Sunday, May 28

Pentagon watchdog finds no misconduct in flawed Afghan airstrike

An independent Pentagon review has concluded that the US drone strike that killed innocent Kabul civilians and children in the final days of the Afghanistan war was not caused by misconduct or negligence, and does not recommend any disciplinary action.

The review, conducted by Air Force Lieutenant General Sami Said, found that there were failures in communication and in the process of identifying and confirming the target of the bombing. Said concluded that the wrong attack occurred despite prudent measures to prevent civilian deaths.

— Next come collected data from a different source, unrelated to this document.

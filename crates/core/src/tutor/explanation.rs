//! Explanation Generation Services
//!
//! Providers that turn a missed question into a teaching explanation, and a
//! session's misses into adaptive study feedback.

use super::{ExplanationRequest, ExplanationService};
use crate::progression::MissRecord;
use anyhow::{Context, Result};
use async_openai::{
    Client,
    config::OpenAIConfig,
    types::{
        ChatCompletionRequestSystemMessageArgs, ChatCompletionRequestUserMessageArgs,
        CreateChatCompletionRequestArgs,
    },
};
use async_trait::async_trait;
use std::collections::{BTreeSet, HashMap};
use std::time::Duration;

const EXPLAIN_SYSTEM_PROMPT: &str = "You are an expert medical educator. Provide clear, educational explanations for medical questions. Focus on helping the student understand the concept, not just the correct answer. Keep explanations concise but comprehensive.";
const FEEDBACK_SYSTEM_PROMPT: &str = "You are an adaptive AI medical tutor. Analyze patterns in student errors and provide personalized learning suggestions. Be encouraging while identifying specific areas for improvement.";

/// An `ExplanationService` backed by any OpenAI-compatible chat API.
///
/// User prompts come from templates so they can be tuned without a rebuild.
/// The template map must contain `"explain_answer"` (placeholders
/// `{question}`, `{user_answer}`, `{correct_answer}`, `{category}`) and
/// `"adaptive_feedback"` (placeholder `{misses}`).
pub struct LLMExplanationService {
    client: Client<OpenAIConfig>,
    model: String,
    prompts: HashMap<String, String>,
}

impl LLMExplanationService {
    /// # Arguments
    ///
    /// * `config` - OpenAI API configuration (API key, base URL, etc.).
    /// * `model` - Model identifier to use for generation (e.g., "gpt-4o-mini").
    /// * `prompts` - Prompt templates keyed by file stem.
    pub fn new(config: OpenAIConfig, model: String, prompts: HashMap<String, String>) -> Self {
        Self {
            client: Client::with_config(config),
            model,
            prompts,
        }
    }

    fn template(&self, key: &str) -> Result<&str> {
        self.prompts
            .get(key)
            .map(String::as_str)
            .with_context(|| format!("Missing prompt template: '{key}'"))
    }

    async fn complete(
        &self,
        system: &str,
        user: String,
        max_tokens: u32,
        temperature: f32,
    ) -> Result<String> {
        let request = CreateChatCompletionRequestArgs::default()
            .model(&self.model)
            .messages(vec![
                ChatCompletionRequestSystemMessageArgs::default()
                    .content(system)
                    .build()?
                    .into(),
                ChatCompletionRequestUserMessageArgs::default()
                    .content(user)
                    .build()?
                    .into(),
            ])
            .max_completion_tokens(max_tokens)
            .temperature(temperature)
            .build()?;

        let response = self.client.chat().create(request).await?;

        let content = response
            .choices
            .first()
            .context("No response choice from LLM")?
            .message
            .content
            .clone()
            .context("No content in LLM response")?;
        Ok(content.trim().to_string())
    }
}

#[async_trait]
impl ExplanationService for LLMExplanationService {
    async fn explain(&self, request: &ExplanationRequest) -> Result<String> {
        let prompt = render_explain_prompt(self.template("explain_answer")?, request);
        self.complete(EXPLAIN_SYSTEM_PROMPT, prompt, 200, 0.3).await
    }

    async fn adaptive_feedback(&self, misses: &[MissRecord]) -> Result<String> {
        let prompt = self
            .template("adaptive_feedback")?
            .replace("{misses}", &format_misses(misses));
        self.complete(FEEDBACK_SYSTEM_PROMPT, prompt, 250, 0.5).await
    }
}

fn render_explain_prompt(template: &str, request: &ExplanationRequest) -> String {
    template
        .replace("{question}", &request.question)
        .replace("{user_answer}", &request.user_answer)
        .replace("{correct_answer}", &request.correct_answer)
        .replace("{category}", &request.category)
}

/// Numbered list of misses, one block per question.
pub fn format_misses(misses: &[MissRecord]) -> String {
    misses
        .iter()
        .enumerate()
        .map(|(i, miss)| {
            format!(
                "{}. Category: {}\nQuestion: {}\nStudent's Answer: {}",
                i + 1,
                miss.category,
                miss.question,
                miss.user_answer
            )
        })
        .collect::<Vec<_>>()
        .join("\n\n")
}

/// A canned `ExplanationService` for development without an API key.
///
/// Produces predictable text; an optional latency simulates the network
/// round trip.
#[derive(Debug, Clone, Default)]
pub struct StaticExplanationService {
    latency: Duration,
}

impl StaticExplanationService {
    pub fn new() -> Self {
        Self::default()
    }

    pub fn with_latency(mut self, latency: Duration) -> Self {
        self.latency = latency;
        self
    }

    async fn simulate_latency(&self) {
        if !self.latency.is_zero() {
            tokio::time::sleep(self.latency).await;
        }
    }
}

#[async_trait]
impl ExplanationService for StaticExplanationService {
    async fn explain(&self, request: &ExplanationRequest) -> Result<String> {
        self.simulate_latency().await;
        Ok(format!(
            "The correct answer is {}. This {} question tests an underlying principle that is essential for proper patient care and diagnosis.",
            request.correct_answer,
            request.category.replace('_', " ")
        ))
    }

    async fn adaptive_feedback(&self, misses: &[MissRecord]) -> Result<String> {
        self.simulate_latency().await;
        let categories: BTreeSet<&str> = misses.iter().map(|m| m.category.as_str()).collect();
        Ok(format!(
            "I notice you're working through questions in {}. Consider reviewing the fundamental concepts in these areas and practicing similar questions to strengthen your understanding.",
            categories.into_iter().collect::<Vec<_>>().join(", ")
        ))
    }
}

#[cfg(test)]
mod tests {
    use super::*;

    fn miss(category: &str, question: &str) -> MissRecord {
        MissRecord {
            question: question.to_string(),
            category: category.to_string(),
            user_answer: "Pneumonia".to_string(),
        }
    }

    #[test]
    fn test_format_misses_numbers_each_entry() {
        let text = format_misses(&[miss("cardiology", "Chest pain?"), miss("neurology", "Nerve?")]);

        assert!(text.starts_with("1. Category: cardiology\nQuestion: Chest pain?"));
        assert!(text.contains("\n\n2. Category: neurology"));
        assert!(text.contains("Student's Answer: Pneumonia"));
    }

    #[test]
    fn test_render_explain_prompt_fills_placeholders() {
        let request = ExplanationRequest {
            question: "Q".to_string(),
            user_answer: "U".to_string(),
            correct_answer: "C".to_string(),
            category: "K".to_string(),
        };

        let prompt = render_explain_prompt(
            "{question}|{user_answer}|{correct_answer}|{category}",
            &request,
        );

        assert_eq!(prompt, "Q|U|C|K");
    }

    #[tokio::test]
    async fn test_missing_template_is_an_error() {
        let service =
            LLMExplanationService::new(OpenAIConfig::new(), "gpt-4o-mini".to_string(), HashMap::new());

        let err = service.adaptive_feedback(&[]).await.unwrap_err();
        assert!(err.to_string().contains("adaptive_feedback"));
    }

    #[tokio::test]
    async fn test_static_feedback_lists_distinct_categories() {
        let service = StaticExplanationService::new();
        let text = service
            .adaptive_feedback(&[
                miss("neurology", "a"),
                miss("cardiology", "b"),
                miss("neurology", "c"),
            ])
            .await
            .unwrap();

        assert!(text.contains("cardiology, neurology"));
    }

    #[tokio::test]
    async fn test_static_explanation_mentions_correct_answer() {
        let request = ExplanationRequest {
            question: "Q".to_string(),
            user_answer: "Antihistamines".to_string(),
            correct_answer: "Epinephrine".to_string(),
            category: "emergency_medicine".to_string(),
        };

        let text = StaticExplanationService::new().explain(&request).await.unwrap();

        assert!(text.contains("Epinephrine"));
        assert!(text.contains("emergency medicine"));
    }
}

“I found that given the information they had and the analysis they did, I understand that they came to the wrong conclusion, but … was it reasonable to conclude what they concluded based on what they had? It was not unreasonable. It just turned out to be wrong, ”Said said. He is the inspector general of the Air Force and is considered independent, as he had no direct connection to operations in Afghanistan.

His review said the drone strike should be viewed in the context of the moment, as US forces under strain were being inundated with information about threats to troops and civilians at Kabul airport, just days after a deadly suicide bombing. . Thousands of Afghans swarmed the airport, trying to leave the country after the Taliban takeover.

Said found that better communication between those who made the decision to strike and other support personnel might have raised more questions about the bombing, but in the end, it may not have prevented it.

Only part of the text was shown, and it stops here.